** Opening Supplied records block **
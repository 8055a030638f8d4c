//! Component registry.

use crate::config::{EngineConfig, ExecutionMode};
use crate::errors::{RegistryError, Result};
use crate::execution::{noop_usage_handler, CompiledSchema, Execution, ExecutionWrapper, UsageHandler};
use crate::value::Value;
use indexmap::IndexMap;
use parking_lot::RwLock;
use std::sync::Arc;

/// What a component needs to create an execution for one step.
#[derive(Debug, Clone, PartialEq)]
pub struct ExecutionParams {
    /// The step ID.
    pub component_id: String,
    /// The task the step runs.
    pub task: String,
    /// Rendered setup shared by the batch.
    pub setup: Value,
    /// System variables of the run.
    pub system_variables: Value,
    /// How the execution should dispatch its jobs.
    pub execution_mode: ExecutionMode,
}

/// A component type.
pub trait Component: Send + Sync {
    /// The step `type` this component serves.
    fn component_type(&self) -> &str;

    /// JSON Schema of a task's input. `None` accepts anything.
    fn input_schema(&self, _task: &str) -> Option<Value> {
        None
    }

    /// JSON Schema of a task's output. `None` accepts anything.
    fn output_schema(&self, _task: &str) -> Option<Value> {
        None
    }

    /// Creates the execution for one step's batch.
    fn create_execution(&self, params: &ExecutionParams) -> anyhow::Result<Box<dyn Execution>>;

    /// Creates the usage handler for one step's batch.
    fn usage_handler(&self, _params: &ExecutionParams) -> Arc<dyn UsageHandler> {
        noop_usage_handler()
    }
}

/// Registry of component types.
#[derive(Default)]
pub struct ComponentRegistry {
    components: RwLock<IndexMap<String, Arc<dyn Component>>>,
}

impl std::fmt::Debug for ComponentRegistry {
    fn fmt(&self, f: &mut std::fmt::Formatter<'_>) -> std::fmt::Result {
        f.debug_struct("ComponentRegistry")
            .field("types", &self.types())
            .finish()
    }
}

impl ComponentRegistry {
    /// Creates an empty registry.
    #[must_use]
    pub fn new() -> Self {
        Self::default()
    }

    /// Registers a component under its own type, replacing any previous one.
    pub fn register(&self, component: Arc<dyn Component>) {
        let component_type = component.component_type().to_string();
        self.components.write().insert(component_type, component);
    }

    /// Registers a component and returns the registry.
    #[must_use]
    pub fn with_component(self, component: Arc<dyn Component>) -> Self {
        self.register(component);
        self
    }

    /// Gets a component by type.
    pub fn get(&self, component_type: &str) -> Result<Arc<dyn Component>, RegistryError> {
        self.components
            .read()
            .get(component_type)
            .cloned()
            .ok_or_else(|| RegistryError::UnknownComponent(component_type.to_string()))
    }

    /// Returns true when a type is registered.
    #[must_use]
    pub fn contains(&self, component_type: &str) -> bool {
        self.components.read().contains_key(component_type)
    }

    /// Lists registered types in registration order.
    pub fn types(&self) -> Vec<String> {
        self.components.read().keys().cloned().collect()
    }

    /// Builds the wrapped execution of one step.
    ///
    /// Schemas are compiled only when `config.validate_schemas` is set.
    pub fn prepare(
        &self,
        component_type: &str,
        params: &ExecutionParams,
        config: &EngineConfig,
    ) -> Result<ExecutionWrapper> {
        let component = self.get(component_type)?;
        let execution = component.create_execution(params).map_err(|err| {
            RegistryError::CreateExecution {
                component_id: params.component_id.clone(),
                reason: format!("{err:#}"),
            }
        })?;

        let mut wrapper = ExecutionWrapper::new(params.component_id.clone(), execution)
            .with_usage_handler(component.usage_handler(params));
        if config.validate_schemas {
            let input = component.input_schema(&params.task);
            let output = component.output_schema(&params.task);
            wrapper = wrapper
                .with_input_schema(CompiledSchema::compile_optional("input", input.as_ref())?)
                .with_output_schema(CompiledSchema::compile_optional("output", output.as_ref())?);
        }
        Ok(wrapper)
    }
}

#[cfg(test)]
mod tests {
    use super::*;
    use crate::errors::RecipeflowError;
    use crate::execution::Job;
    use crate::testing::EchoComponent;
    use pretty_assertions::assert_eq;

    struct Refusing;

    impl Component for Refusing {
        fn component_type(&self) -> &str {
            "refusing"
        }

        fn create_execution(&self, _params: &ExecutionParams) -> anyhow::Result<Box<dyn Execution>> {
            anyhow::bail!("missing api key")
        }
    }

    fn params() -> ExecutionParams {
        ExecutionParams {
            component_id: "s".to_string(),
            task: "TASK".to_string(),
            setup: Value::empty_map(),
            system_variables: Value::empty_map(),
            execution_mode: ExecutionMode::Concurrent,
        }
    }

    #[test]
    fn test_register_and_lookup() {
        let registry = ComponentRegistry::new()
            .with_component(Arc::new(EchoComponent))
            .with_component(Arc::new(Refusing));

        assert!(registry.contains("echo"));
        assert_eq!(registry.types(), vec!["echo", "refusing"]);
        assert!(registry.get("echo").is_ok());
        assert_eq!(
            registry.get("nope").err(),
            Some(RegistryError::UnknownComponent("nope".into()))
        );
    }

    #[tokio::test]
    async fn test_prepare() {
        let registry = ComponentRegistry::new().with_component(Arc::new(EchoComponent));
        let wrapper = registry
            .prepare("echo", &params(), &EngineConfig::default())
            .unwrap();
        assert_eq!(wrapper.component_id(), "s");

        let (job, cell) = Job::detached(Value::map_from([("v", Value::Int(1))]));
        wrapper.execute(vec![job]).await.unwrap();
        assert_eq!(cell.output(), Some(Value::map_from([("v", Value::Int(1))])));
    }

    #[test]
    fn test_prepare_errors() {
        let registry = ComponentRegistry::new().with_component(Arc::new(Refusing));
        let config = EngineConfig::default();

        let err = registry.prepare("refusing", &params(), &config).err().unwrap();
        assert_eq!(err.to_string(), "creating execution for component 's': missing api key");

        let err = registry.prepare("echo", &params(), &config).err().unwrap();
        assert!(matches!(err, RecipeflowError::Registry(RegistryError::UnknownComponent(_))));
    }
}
** Closing Supplied records block **
Your goal: Show, from the records above, every line that includes "Some".

Answer to the exercise:
            Some(RegistryError::UnknownComponent("nope".into()))
        assert_eq!(cell.output(), Some(Value::map_from([("v", Value::Int(1))])));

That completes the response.